Choose to patch the python code to use explicit task.
Was able to create the iso, run the installer (non-efi), and boot into qubes.
dom0 is fedora 37, xen 4.16.2, it seems to work.
However, a lot of work is still needed:
need to update anaconda patch
some configuration is needed to make the installer work in efi mode
need to update the vmm-xen patches for debian vm
Once it is done and confirmed that everything work, will need a lot of cleanup work in the commits and try to make this qubes os fork as easy to keep updated with upstream as possible
and then work with upstream to upgrade everything for a new future release.
In the current state it is only to show the progress I am making and for devs willing to help finishing this project. Some work is still needed before reaching a “usable” state, and lot of work to clean up everything once the “usable” state have been reached
Great work and progress neowutran, thanks for updating along the way.
I tried for another 2 days, attempting integrate 4.16 also.
You’ve come pretty far, well done.
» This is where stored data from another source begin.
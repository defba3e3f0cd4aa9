use std::rc::Rc;

use crate::{
    ast::LiteralValue,
    error::RuntimeError,
    interpreter::{evaluator::core::EvalResult, value::function::Callable},
    util::num::{f64_to_i64_checked, i64_to_f64_checked},
};

/// Represents a runtime value in the interpreter.
///
/// This enum models all the possible types that can appear in expressions,
/// assignments, function returns, and conditional evaluations.
#[derive(Debug, Clone, PartialEq)]
pub enum Value {
    /// The no-value sentinel `none`. Functions without an explicit `return`
    /// produce it.
    None,
    /// A boolean value (`true` or `false`).
    Bool(bool),
    /// A integer value (64 bit integer).
    Integer(i64),
    /// A numeric value (double precision floating-point).
    Real(f64),
    /// An immutable string.
    Str(Rc<str>),
    /// A list of values. Lists have value semantics: updating an element of a
    /// shared list copies it first.
    List(Rc<Vec<Self>>),
    /// Anything that can be called.
    Callable(Callable),
}

impl From<f64> for Value {
    fn from(v: f64) -> Self {
        Self::Real(v)
    }
}

impl From<i64> for Value {
    fn from(v: i64) -> Self {
        Self::Integer(v)
    }
}

impl From<bool> for Value {
    fn from(v: bool) -> Self {
        Self::Bool(v)
    }
}

impl From<&str> for Value {
    fn from(v: &str) -> Self {
        Self::Str(v.into())
    }
}

impl From<String> for Value {
    fn from(v: String) -> Self {
        Self::Str(v.into())
    }
}

impl From<Vec<Self>> for Value {
    fn from(v: Vec<Self>) -> Self {
        Self::List(Rc::new(v))
    }
}

impl From<Callable> for Value {
    fn from(v: Callable) -> Self {
        Self::Callable(v)
    }
}

impl Value {
    /// Returns the name of the value's type, as used in error messages.
    #[must_use]
    pub const fn type_name(&self) -> &'static str {
        match self {
            Self::None => "none",
            Self::Bool(_) => "bool",
            Self::Integer(_) => "int",
            Self::Real(_) => "real",
            Self::Str(_) => "str",
            Self::List(_) => "list",
            Self::Callable(_) => "function",
        }
    }

    /// Tells whether the value counts as true in a condition.
    ///
    /// `none`, `false`, zero, the empty string and the empty list are false;
    /// everything else is true.
    ///
    /// # Example
    /// ```
    /// use stencil::interpreter::value::core::Value;
    ///
    /// assert!(!Value::None.is_truthy());
    /// assert!(!Value::from("").is_truthy());
    /// assert!(Value::from(vec![Value::None]).is_truthy());
    /// ```
    #[must_use]
    pub fn is_truthy(&self) -> bool {
        match self {
            Self::None => false,
            Self::Bool(b) => *b,
            Self::Integer(n) => *n != 0,
            Self::Real(r) => *r != 0.0,
            Self::Str(s) => !s.is_empty(),
            Self::List(items) => !items.is_empty(),
            Self::Callable(_) => true,
        }
    }

    /// Converts the value to an `f64`, or returns an error if not numeric.
    ///
    /// Accepts `Value::Real` and `Value::Integer`.
    /// For integers, conversion fails if the value is too large to be
    /// represented as `f64` exactly.
    ///
    /// # Example
    /// ```
    /// use stencil::interpreter::value::core::Value;
    ///
    /// let x = Value::Integer(10);
    /// let real = x.as_real(42).unwrap();
    ///
    /// assert_eq!(real, 10.0);
    /// ```
    pub fn as_real(&self, line: usize) -> EvalResult<f64> {
        match self {
            Self::Real(r) => Ok(*r),
            Self::Integer(n) => Ok(i64_to_f64_checked(*n, RuntimeError::LiteralTooLarge { line })?),
            _ => Err(RuntimeError::TypeError { details: format!("expected a number, found {}",
                                                                self.type_name()),
                                               line }),
        }
    }

    /// Converts the value to `i64`.
    ///
    /// Reals are accepted when they hold a whole number; booleans count as
    /// `0` and `1`.
    pub fn as_integer(&self, line: usize) -> EvalResult<i64> {
        match self {
            Self::Integer(n) => Ok(*n),
            Self::Bool(b) => Ok(i64::from(*b)),
            Self::Real(r) => f64_to_i64_checked(*r, line),
            _ => Err(RuntimeError::TypeError { details: format!("expected an integer, found {}",
                                                                self.type_name()),
                                               line }),
        }
    }

    /// Borrows the text of a string value.
    pub fn as_str(&self, line: usize) -> EvalResult<&str> {
        match self {
            Self::Str(s) => Ok(s),
            _ => Err(RuntimeError::TypeError { details: format!("expected a string, found {}",
                                                                self.type_name()),
                                               line }),
        }
    }

    /// Borrows the elements of a list value.
    pub fn as_list(&self, line: usize) -> EvalResult<&[Self]> {
        match self {
            Self::List(items) => Ok(items),
            _ => Err(RuntimeError::TypeError { details: format!("expected a list, found {}",
                                                                self.type_name()),
                                               line }),
        }
    }

    /// Returns `true` if the value is `none`.
    #[must_use]
    pub const fn is_none(&self) -> bool {
        matches!(self, Self::None)
    }

    /// Returns the source-like representation of the value.
    ///
    /// Strings are quoted and escaped; every other value prints as with
    /// `Display`.
    ///
    /// # Example
    /// ```
    /// use stencil::interpreter::value::core::Value;
    ///
    /// assert_eq!(Value::from("a\"b").repr(), "\"a\\\"b\"");
    /// assert_eq!(Value::Integer(3).repr(), "3");
    /// ```
    #[must_use]
    pub fn repr(&self) -> String {
        match self {
            Self::Str(s) => {
                let mut out = String::with_capacity(s.len() + 2);
                out.push('"');
                for c in s.chars() {
                    match c {
                        '"' => out.push_str("\\\""),
                        '\\' => out.push_str("\\\\"),
                        '\n' => out.push_str("\\n"),
                        '\t' => out.push_str("\\t"),
                        '\r' => out.push_str("\\r"),
                        '\0' => out.push_str("\\0"),
                        c => out.push(c),
                    }
                }
                out.push('"');
                out
            },
            _ => self.to_string(),
        }
    }
}

impl std::fmt::Display for Value {
    fn fmt(&self, f: &mut std::fmt::Formatter<'_>) -> std::fmt::Result {
        match self {
            Self::None => write!(f, "none"),
            Self::Bool(b) => write!(f, "{b}"),
            Self::Integer(n) => write!(f, "{n}"),
            Self::Real(r) if r.is_finite() && r.fract() == 0.0 => write!(f, "{r:.1}"),
            Self::Real(r) => write!(f, "{r}"),
            Self::Str(s) => write!(f, "{s}"),
            Self::List(items) => {
                write!(f, "[")?;

                for (index, value) in items.iter().enumerate() {
                    if index > 0 {
                        write!(f, ", ")?;
                    }

                    write!(f, "{}", value.repr())?;
                }

                write!(f, "]")
            },
            Self::Callable(callable) => write!(f, "{callable}"),
        }
    }
}

impl From<&LiteralValue> for Value {
    fn from(lit: &LiteralValue) -> Self {
        match lit {
            LiteralValue::Real(n) => (*n).into(),
            LiteralValue::Integer(i) => (*i).into(),
            LiteralValue::Bool(b) => (*b).into(),
            LiteralValue::None => Self::None,
        }
    }
}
How stable is the build you’ve managed to boot into?
iirc python 3.11 is a major change under the hood, I saw some benchmarks of 50% performance gains in certain tasks (i think more C implementations), so not too surprised there’s some issues there.
What kernel did you use for dom0 build?
I think a lot of these AM5 boards have issues just now. Have you tried adding x2apic=false for the iommu issue? This seemed to help in some of my tests.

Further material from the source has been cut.